Yeah, if I was forced to stuff him in one of these inadequate boxes I think I'd put him in the lawful neutral box. I think he views himself as a servant of some higher justice, one that the authority figures seem to have forgotten.

So here is a question. Say I follow the dictates of my conscience. In doing so I evaluate my actions based on how they conform to to some external code I learned and have internalized.

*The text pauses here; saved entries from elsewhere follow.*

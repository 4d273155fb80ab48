use std::io;
use thiserror::Error;

#[derive(Debug, Error)]
pub enum SnipgenError {
    #[error("I/O error: {0}")]
    Io(#[from] io::Error),

    #[error("JSON error: {0}")]
    Json(#[from] serde_json::Error),

    #[error("UTF-8 error: {0}")]
    Utf8(#[from] std::string::FromUtf8Error),

    #[error("Invalid argument: {0}")]
    InvalidArgument(String),

    #[error("Input from {source_name} is not valid UTF-8 (use --lossy to drop invalid bytes)")]
    Encoding { source_name: String },
}

pub type Result<T> = std::result::Result<T, SnipgenError>;
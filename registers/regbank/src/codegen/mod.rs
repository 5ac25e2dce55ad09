// Licensed under the Apache-2.0 license

//! Artifact generation for finalized register banks.
//!
//! The generator refuses draft banks with
//! [`RegBankError::BankNotFinalized`](crate::RegBankError::BankNotFinalized)
//! and produces:
//!
//! - `rtl`: a SystemVerilog register file (address decoder, per-field
//!   storage and side effects, read-data mux).
//! - `manifest`: the address map as a [`Manifest`], also rendered to JSON.
//! - `header`: C preprocessor defines for software.

mod header;
mod rtl;


pub(crate) use header::{field_macros, offset_macro};

use crate::config::GeneratorConfig;
use crate::error::RegBankResult;
use crate::manifest::Manifest;
use crate::model::RegisterBank;
use log::info;

/// Every artifact generated for one bank.
#[derive(Clone, Debug)]
pub struct GeneratedArtifacts {
    /// Name of the HDL module, also used as the RTL file stem.
    pub module_name: String,
    pub rtl: String,
    pub manifest: Manifest,
    pub manifest_json: String,
    pub c_header: String,
}

impl GeneratedArtifacts {
    /// Suggested file names paired with their contents.
    pub fn files(&self) -> Vec<(String, &str)> {
        vec![
            (format!("{}.sv", self.module_name), self.rtl.as_str()),
            (
                format!("{}.json", self.manifest.bank_name),
                self.manifest_json.as_str(),
            ),
            (
                format!("{}.h", self.manifest.bank_name),
                self.c_header.as_str(),
            ),
        ]
    }
}

/// Emits artifacts for one finalized bank.
pub struct Generator<'a> {
    bank: &'a RegisterBank,
    config: GeneratorConfig,
}

impl<'a> Generator<'a> {
    pub fn new(bank: &'a RegisterBank, config: GeneratorConfig) -> RegBankResult<Self> {
        bank.ensure_finalized()?;
        Ok(Self { bank, config })
    }

    pub fn config(&self) -> &GeneratorConfig {
        &self.config
    }

    pub fn module_name(&self) -> String {
        self.config.module_name(self.bank.name())
    }

    /// SystemVerilog source of the register file.
    pub fn rtl(&self) -> String {
        rtl::RtlWriter::new(self.bank, &self.config).generate()
    }

    pub fn manifest(&self) -> RegBankResult<Manifest> {
        Manifest::from_bank(self.bank)
    }

    /// C header with offsets, widths, masks and reset values.
    pub fn c_header(&self) -> String {
        header::generate(self.bank, &self.config)
    }

    pub fn generate(&self) -> RegBankResult<GeneratedArtifacts> {
        let manifest = self.manifest()?;
        let manifest_json = manifest.to_json()?;
        let artifacts = GeneratedArtifacts {
            module_name: self.module_name(),
            rtl: self.rtl(),
            manifest,
            manifest_json,
            c_header: self.c_header(),
        };
        info!(
            "generated artifacts for bank '{}' (module {})",
            self.bank.name(),
            artifacts.module_name
        );
        Ok(artifacts)
    }
}

/// Generates every artifact for `bank` with `config`.
pub fn generate(bank: &RegisterBank, config: &GeneratorConfig) -> RegBankResult<GeneratedArtifacts> {
    Generator::new(bank, config.clone())?.generate()
}
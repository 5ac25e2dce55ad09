// Licensed under the Apache-2.0 license

//! Cycle model of the generated register file.
//!
//! [`RegisterFileSim`] behaves exactly like the SystemVerilog emitted by
//! [`crate::codegen`]: one bus access per [`RegisterFileSim::tick`], read
//! data derived combinationally from the state at the start of the cycle,
//! and all side effects applied at the clock edge that ends it. Test
//! harnesses use it to check software drivers against a bank without
//! running an HDL simulator.

use crate::config::GeneratorConfig;
use crate::decode::{AddressDecoder, Decoded};
use crate::error::{RegBankError, RegBankResult};
use crate::model::RegisterBank;
use crate::semantics::{FieldAccess, FieldBehavior, FieldState, PortRole};
use log::{debug, trace};

/// Bus signals for one clock cycle.
#[derive(Clone, Copy, Debug, Default, PartialEq, Eq)]
pub struct BusCycle {
    pub address: u64,
    pub wdata: u64,
    pub write: bool,
    pub read: bool,
}

impl BusCycle {
    /// No strobe asserted.
    pub fn idle() -> Self {
        Self::default()
    }

    pub fn read(address: u64) -> Self {
        Self {
            address,
            read: true,
            ..Default::default()
        }
    }

    pub fn write(address: u64, wdata: u64) -> Self {
        Self {
            address,
            wdata,
            write: true,
            ..Default::default()
        }
    }

    /// Address and data driven without either strobe.
    pub fn address_only(address: u64, wdata: u64) -> Self {
        Self {
            address,
            wdata,
            ..Default::default()
        }
    }
}

struct FieldSim {
    name: String,
    behavior: FieldBehavior,
    state: FieldState,
    input: u64,
}

struct RegisterSim {
    name: String,
    fields: Vec<FieldSim>,
}

/// Behavioral model of one finalized register bank.
pub struct RegisterFileSim {
    bank_name: String,
    data_mask: u64,
    unmapped_read_value: u64,
    decoder: AddressDecoder,
    /// Indexed like the bank's register arena.
    registers: Vec<RegisterSim>,
    cycles: u64,
}

impl RegisterFileSim {
    /// Builds a model of `bank` with the default generator configuration.
    pub fn new(bank: &RegisterBank) -> RegBankResult<Self> {
        Self::with_config(bank, &GeneratorConfig::with_defaults())
    }

    pub fn with_config(bank: &RegisterBank, config: &GeneratorConfig) -> RegBankResult<Self> {
        let decoder = AddressDecoder::new(bank)?;
        let registers = bank
            .registers_in_declaration_order()
            .iter()
            .map(|reg| RegisterSim {
                name: reg.name.clone(),
                fields: reg
                    .fields
                    .iter()
                    .map(|field| {
                        let behavior = FieldBehavior::expand(&reg.name, field);
                        FieldSim {
                            name: field.name.clone(),
                            state: behavior.reset_state(),
                            behavior,
                            input: 0,
                        }
                    })
                    .collect(),
            })
            .collect();
        Ok(Self {
            bank_name: bank.name().to_string(),
            data_mask: bank.data_mask(),
            unmapped_read_value: config.unmapped_read_value & bank.data_mask(),
            decoder,
            registers,
            cycles: 0,
        })
    }

    /// Returns every field to its reset state. Hardware inputs are kept.
    pub fn reset(&mut self) {
        for field in self.registers.iter_mut().flat_map(|r| r.fields.iter_mut()) {
            field.state = field.behavior.reset_state();
        }
        debug!("{}: reset", self.bank_name);
    }

    /// Number of ticks since construction.
    pub fn cycles(&self) -> u64 {
        self.cycles
    }

    /// Drives the hardware input of a field. The value is held until changed.
    ///
    /// ReadOnly fields take their value, Write2Clear fields their per-bit set
    /// events, SplitReadWrite fields the head of their read-side store.
    pub fn set_input(&mut self, register: &str, field: &str, value: u64) -> RegBankResult<()> {
        let f = self.field_mut(register, field)?;
        if f.behavior.input_port().is_none() {
            return Err(RegBankError::UnknownField(format!(
                "'{register}.{field}' has no hardware input"
            )));
        }
        f.input = value & f.behavior.mask();
        Ok(())
    }

    /// Value currently driven on one of a field's output ports.
    pub fn output(&self, register: &str, field: &str, role: PortRole) -> RegBankResult<u64> {
        let f = self.field(register, field)?;
        f.behavior
            .output_value(&f.state, role)
            .ok_or_else(|| {
                RegBankError::UnknownField(format!(
                    "'{register}.{field}' has no {role:?} output"
                ))
            })
    }

    /// Stored value of a field, bypassing the bus.
    pub fn stored(&self, register: &str, field: &str) -> RegBankResult<u64> {
        Ok(self.field(register, field)?.state.storage)
    }

    /// Read data the bus would see for `address` in the current cycle.
    pub fn peek(&self, address: u64) -> u64 {
        match self.decoder.decode(address) {
            Decoded::Register(handle) => self.registers[handle.0]
                .fields
                .iter()
                .fold(0, |acc, f| {
                    let value = f.behavior.read_value(&f.state, f.input);
                    acc | value.checked_shl(f.behavior.lsb).unwrap_or(0)
                })
                & self.data_mask,
            Decoded::Unmapped => self.unmapped_read_value,
        }
    }

    /// Runs one clock cycle and returns the read data of that cycle.
    pub fn tick(&mut self, bus: BusCycle) -> u64 {
        let rdata = self.peek(bus.address);
        let target = match self.decoder.decode(bus.address) {
            Decoded::Register(handle) => Some(handle.0),
            Decoded::Unmapped => {
                if bus.write || bus.read {
                    debug!(
                        "{}: access to unmapped address {:#x} ignored",
                        self.bank_name, bus.address
                    );
                }
                None
            }
        };
        let wdata = bus.wdata & self.data_mask;

        for (idx, reg) in self.registers.iter_mut().enumerate() {
            let selected = target == Some(idx);
            if selected && bus.write {
                trace!("{}: write {wdata:#x} to '{}'", self.bank_name, reg.name);
            }
            for f in reg.fields.iter_mut() {
                let access = FieldAccess {
                    write: (selected && bus.write)
                        .then(|| wdata.checked_shr(f.behavior.lsb).unwrap_or(0)),
                    read: selected && bus.read,
                };
                f.state = f.behavior.next_state(&f.state, f.input, access);
            }
        }
        self.cycles += 1;
        rdata
    }

    /// One cycle with a qualifying read of `address`.
    pub fn read(&mut self, address: u64) -> u64 {
        self.tick(BusCycle::read(address))
    }

    /// One cycle with a qualifying write of `wdata` to `address`.
    pub fn write(&mut self, address: u64, wdata: u64) {
        self.tick(BusCycle::write(address, wdata));
    }

    /// One cycle with no bus access.
    pub fn idle(&mut self) {
        self.tick(BusCycle::idle());
    }

    fn field(&self, register: &str, field: &str) -> RegBankResult<&FieldSim> {
        self.registers
            .iter()
            .find(|r| r.name == register)
            .ok_or_else(|| RegBankError::UnknownRegister(format!("'{register}'")))?
            .fields
            .iter()
            .find(|f| f.name == field)
            .ok_or_else(|| RegBankError::UnknownField(format!("'{register}.{field}'")))
    }

    fn field_mut(&mut self, register: &str, field: &str) -> RegBankResult<&mut FieldSim> {
        self.registers
            .iter_mut()
            .find(|r| r.name == register)
            .ok_or_else(|| RegBankError::UnknownRegister(format!("'{register}'")))?
            .fields
            .iter_mut()
            .find(|f| f.name == field)
            .ok_or_else(|| RegBankError::UnknownField(format!("'{register}.{field}'")))
    }
}

#[cfg(test)]
mod tests {
    use super::*;
    use crate::access::AccessKind;
    use crate::model::FieldDef;

    fn irq_bank() -> RegisterBank {
        let mut bank = RegisterBank::new("irq_bank", 32, 32).unwrap();
        let irq = bank.add_register(3, "IRQ").unwrap();
        bank.add_field(irq, "rx_irq", AccessKind::Write2Clear, 0, 1)
            .unwrap();
        bank.add_field(irq, "rx_irq_mask", AccessKind::ReadWrite, 1, 1)
            .unwrap();
        bank.finalize().unwrap();
        bank
    }

    #[test]
    fn test_requires_finalized_bank() {
        let bank = RegisterBank::new("draft", 32, 32).unwrap();
        assert!(matches!(
            RegisterFileSim::new(&bank),
            Err(RegBankError::BankNotFinalized(_))
        ));
    }

    #[test]
    fn test_write_visible_next_cycle() {
        let mut sim = RegisterFileSim::new(&irq_bank()).unwrap();
        // Read data in the write cycle still shows the old value.
        let rdata = sim.tick(BusCycle {
            address: 3,
            wdata: 0b10,
            write: true,
            read: true,
        });
        assert_eq!(rdata, 0);
        assert_eq!(sim.read(3), 0b10);
        assert_eq!(sim.cycles(), 2);
    }

    #[test]
    fn test_address_match_without_strobe() {
        let mut sim = RegisterFileSim::new(&irq_bank()).unwrap();
        sim.tick(BusCycle::address_only(3, 0b10));
        assert_eq!(sim.read(3), 0);
    }

    #[test]
    fn test_unmapped_address() {
        let bank = irq_bank();
        let mut sim = RegisterFileSim::new(&bank).unwrap();
        sim.write(4, u64::MAX);
        assert_eq!(sim.read(4), 0);
        assert_eq!(sim.read(3), 0);

        let config = GeneratorConfig::with_defaults().unmapped_read_value(0x1_dead_beef);
        let sim = RegisterFileSim::with_config(&bank, &config).unwrap();
        assert_eq!(sim.peek(0x40), 0xdead_beef);
    }

    #[test]
    fn test_reset_restores_reset_values() {
        let mut bank = RegisterBank::new("rst", 32, 16).unwrap();
        let cfg = bank.add_register(1, "Config").unwrap();
        bank.add_field_def(
            cfg,
            FieldDef::new("divider", AccessKind::ReadWrite, 4, 8).reset_value(0x2a),
        )
        .unwrap();
        bank.finalize().unwrap();
        let mut sim = RegisterFileSim::new(&bank).unwrap();
        assert_eq!(sim.read(1), 0x2a0);
        sim.write(1, 0xffff);
        assert_eq!(sim.read(1), 0xff0);
        sim.reset();
        assert_eq!(sim.peek(1), 0x2a0);
    }

    #[test]
    fn test_input_and_output_errors() {
        let mut sim = RegisterFileSim::new(&irq_bank()).unwrap();
        assert!(matches!(
            sim.set_input("IRQ", "rx_irq_mask", 1),
            Err(RegBankError::UnknownField(_))
        ));
        assert!(matches!(
            sim.set_input("Nope", "rx_irq", 1),
            Err(RegBankError::UnknownRegister(_))
        ));
        assert!(matches!(
            sim.output("IRQ", "rx_irq", PortRole::Pulse),
            Err(RegBankError::UnknownField(_))
        ));
        assert_eq!(sim.output("IRQ", "rx_irq", PortRole::Value).unwrap(), 0);
    }
}
// Licensed under the Apache-2.0 license

//! `xtask regbank` commands: build a bank from its description file and
//! write the generated artifacts.

use anyhow::{anyhow, bail, Context, Result};
use log::info;
use registers_regbank::{
    GeneratorConfig, Manifest, ManifestFormat, RegBankError, RegisterBank,
};
use std::path::Path;

/// Which artifacts `generate` writes.
#[derive(Clone, Copy, Debug)]
pub struct Outputs {
    pub rtl: bool,
    pub header: bool,
    pub manifest: bool,
}

/// Parses a decimal or `0x`-prefixed hexadecimal integer.
pub fn parse_u64(s: &str) -> std::result::Result<u64, String> {
    let s = s.trim().replace('_', "");
    let parsed = match s.strip_prefix("0x").or_else(|| s.strip_prefix("0X")) {
        Some(hex) => u64::from_str_radix(hex, 16),
        None => s.parse(),
    };
    parsed.map_err(|e| format!("invalid integer '{s}': {e}"))
}

/// Loads and finalizes the bank described by `input`.
///
/// Every validation violation is printed before the error is returned.
fn load_bank(input: &Path) -> Result<RegisterBank> {
    let text = std::fs::read_to_string(input)
        .with_context(|| format!("failed to read {}", input.display()))?;
    let format = ManifestFormat::from_extension(input.extension().and_then(|e| e.to_str()));
    let manifest = Manifest::parse(&text, format)
        .with_context(|| format!("failed to parse {}", input.display()))?;
    let mut bank = manifest
        .build_draft()
        .with_context(|| format!("invalid bank description {}", input.display()))?;

    match bank.finalize() {
        Ok(()) => Ok(bank),
        Err(RegBankError::Validation(report)) => {
            for (i, violation) in report.iter().enumerate() {
                eprintln!("{}: violation {}: {violation}", input.display(), i + 1);
            }
            bail!(
                "bank '{}' has {} violation(s)",
                report.bank,
                report.len()
            )
        }
        Err(e) => Err(anyhow!(e)),
    }
}

/// Validates a bank description without generating anything.
pub fn check(input: &Path) -> Result<()> {
    let bank = load_bank(input)?;
    println!(
        "{}: bank '{}' is valid ({} registers)",
        input.display(),
        bank.name(),
        bank.register_count()
    );
    Ok(())
}

/// Generate the selected artifacts for the bank described by `input`.
pub fn generate(
    input: &Path,
    out_dir: &Path,
    outputs: &Outputs,
    unmapped_read_value: Option<u64>,
    header_version: Option<&str>,
) -> Result<()> {
    println!("Generating register bank from: {}", input.display());
    let bank = load_bank(input)?;

    let mut config = GeneratorConfig::with_defaults();
    if let Some(value) = unmapped_read_value {
        config = config.unmapped_read_value(value);
    }
    if let Some(version) = header_version {
        config = config.header_version(version);
    }
    let artifacts = registers_regbank::generate(&bank, &config)?;

    std::fs::create_dir_all(out_dir)
        .with_context(|| format!("failed to create {}", out_dir.display()))?;

    let selected = [outputs.rtl, outputs.manifest, outputs.header];
    for ((name, contents), wanted) in artifacts.files().into_iter().zip(selected) {
        if !wanted {
            continue;
        }
        let path = out_dir.join(&name);
        std::fs::write(&path, contents)
            .with_context(|| format!("failed to write {}", path.display()))?;
        info!("wrote {}", path.display());
        println!("Output written to: {}", path.display());
    }
    Ok(())
}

Am I chaotic only in as much as I stubbornly maintain that I can, for myself, adequately judge whether I am adhering to that code? Am I only lawful if I allow others' interpretations of that code and my actions to help determine whether I am in accordance with it? I am still chaotic if I maintain that I am the final judge of my adherence but admit to my shortcomings when they are pointed out by others?

I think of this as the Martin Luther question. Was Luther chaotic for maintaining that the church authorities were incorrect in their interpretation of scripture (i.e. he relied on his own instincts/conscience/reason rather than on their judgment) and rebelling against them? Or, was he lawful because he was a firm believer in a objective higher law, and, as a servant of that law, attempted to correct the inconsistency?


----------



## Nivenus (Mar 9, 2009)

> A lawful neutral character acts as law, tradition, or a personal code directs her. _*Order and organization*_ are paramount to her.




Emphasis _mine_.

Rorscach is a lone dog who prefers to work alone. He doesn't play well with others. And he doesn't care to. That's a chaotic trait.


----------



## Mustrum_Ridcully (Mar 9, 2009)

He's Unaligned. He hasn't made any real commitment to anything except his own, personal convictions. He has an egoistic streak, but he doesn't exploit people or take joy from harming others. He doesn't want to destroy anything, either.


----------



## pawsplay (Mar 9, 2009)

Nivenus said:


> Emphasis _mine_.
> 
> Rorscach is a lone dog who prefers to work alone. He doesn't play well with others. And he doesn't care to. That's a chaotic trait.




He's apparently responsible for putting dozens of criminals into the prisons. He also made it clear that what affects one of them (the Watchmen) affects all of them. Simply being a loner and a misanthrope does not disbar you from believing in an ordered society. That is a matter of temperament, not morality.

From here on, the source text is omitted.